To do
Give the count of lines in the entries below that contain the string "stdout", and only that count.

(Dataset records)

+-------+

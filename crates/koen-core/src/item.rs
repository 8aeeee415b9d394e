//! Item catalog and name normalization.
//!
//! Inventories store plain item names. Every name that enters an
//! inventory goes through [`normalize_name`] so that "sword", "SWORD" and
//! "Sword" all land as the same canonical string.

use serde::{Deserialize, Serialize};

/// Canonical name of the healing item consumed in combat.
pub const HEALTH_POTION: &str = "Health Potion";

/// An item known to the game.
#[derive(Debug, Clone, Copy, PartialEq, Eq, Hash, Serialize, Deserialize)]
pub enum Item {
    /// One-handed blade.
    Sword,
    /// Short blade.
    Dagger,
    /// Firearm.
    Pistol,
    /// Off-hand protection. Carried, never equipped.
    Shield,
    /// Restores health when used in combat.
    HealthPotion,
}

impl Item {
    /// Every catalog item, in shop order.
    pub const ALL: [Item; 5] = [
        Self::Sword,
        Self::HealthPotion,
        Self::Shield,
        Self::Dagger,
        Self::Pistol,
    ];

    /// The canonical display name.
    pub fn name(self) -> &'static str {
        match self {
            Self::Sword => "Sword",
            Self::Dagger => "Dagger",
            Self::Pistol => "Pistol",
            Self::Shield => "Shield",
            Self::HealthPotion => HEALTH_POTION,
        }
    }

    /// Returns true if buying this item equips it.
    pub fn is_weapon(self) -> bool {
        matches!(self, Self::Sword | Self::Dagger | Self::Pistol)
    }

    /// Look up an item by name, ignoring case and surrounding whitespace.
    pub fn from_name(name: &str) -> Option<Self> {
        let name = name.trim();
        Self::ALL
            .into_iter()
            .find(|item| item.name().eq_ignore_ascii_case(name))
    }
}

impl std::fmt::Display for Item {
    fn fmt(&self, f: &mut std::fmt::Formatter<'_>) -> std::fmt::Result {
        f.write_str(self.name())
    }
}

/// Normalize an item name to its canonical spelling.
///
/// Unknown names are returned trimmed but otherwise untouched.
pub fn normalize_name(name: &str) -> String {
    match Item::from_name(name) {
        Some(item) => item.name().to_string(),
        None => name.trim().to_string(),
    }
}

/// Case-insensitive comparison of two item names.
pub fn same_item(a: &str, b: &str) -> bool {
    a.trim().eq_ignore_ascii_case(b.trim())
}
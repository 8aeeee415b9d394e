use std::io::{self, BufRead, Write};

use colored::Colorize;

use koen_session::{GameConfig, GameSession, SessionError};

const DEFAULT_NAME: &str = "Adventurer";

pub fn run(name: Option<String>, seed: Option<u64>) -> Result<(), String> {
    let stdin = io::stdin();
    let mut reader = stdin.lock();
    let mut line = String::new();

    println!("  {} to the Koen Adventure!", "Welcome".bold());
    println!("  Explore a magical world, fight monsters, and collect treasure.\n");

    let name = match name {
        Some(name) => name,
        None => {
            print!("Enter your character's name: ");
            io::stdout().flush().map_err(|e| e.to_string())?;
            if reader.read_line(&mut line).map_err(|e| e.to_string())? == 0 {
                return Err("no character name given".into());
            }
            match line.trim() {
                "" => DEFAULT_NAME.to_string(),
                trimmed => trimmed.to_string(),
            }
        }
    };

    let mut config = GameConfig::default();
    if let Some(seed) = seed {
        config = config.with_seed(seed);
    }
    tracing::debug!(name = %name, ?seed, "starting session");
    let mut session = GameSession::new(name, config);

    while !session.is_finished() {
        println!("\n{}", session.menu());
        print!("> ");
        io::stdout().flush().map_err(|e| e.to_string())?;

        line.clear();
        if reader.read_line(&mut line).map_err(|e| e.to_string())? == 0 {
            break; // EOF
        }

        let input = line.trim();
        if input.is_empty() {
            continue;
        }

        match session.process(input) {
            Ok(output) => println!("{output}"),
            Err(e) if e.is_recoverable() => println!("{}", e.to_string().yellow()),
            Err(e @ SessionError::TooManyInvalidInputs(_)) => {
                return Err(format!("{e}; giving up"));
            }
            Err(e) => return Err(e.to_string()),
        }
    }

    Ok(())
}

+-------+

Solved problem
2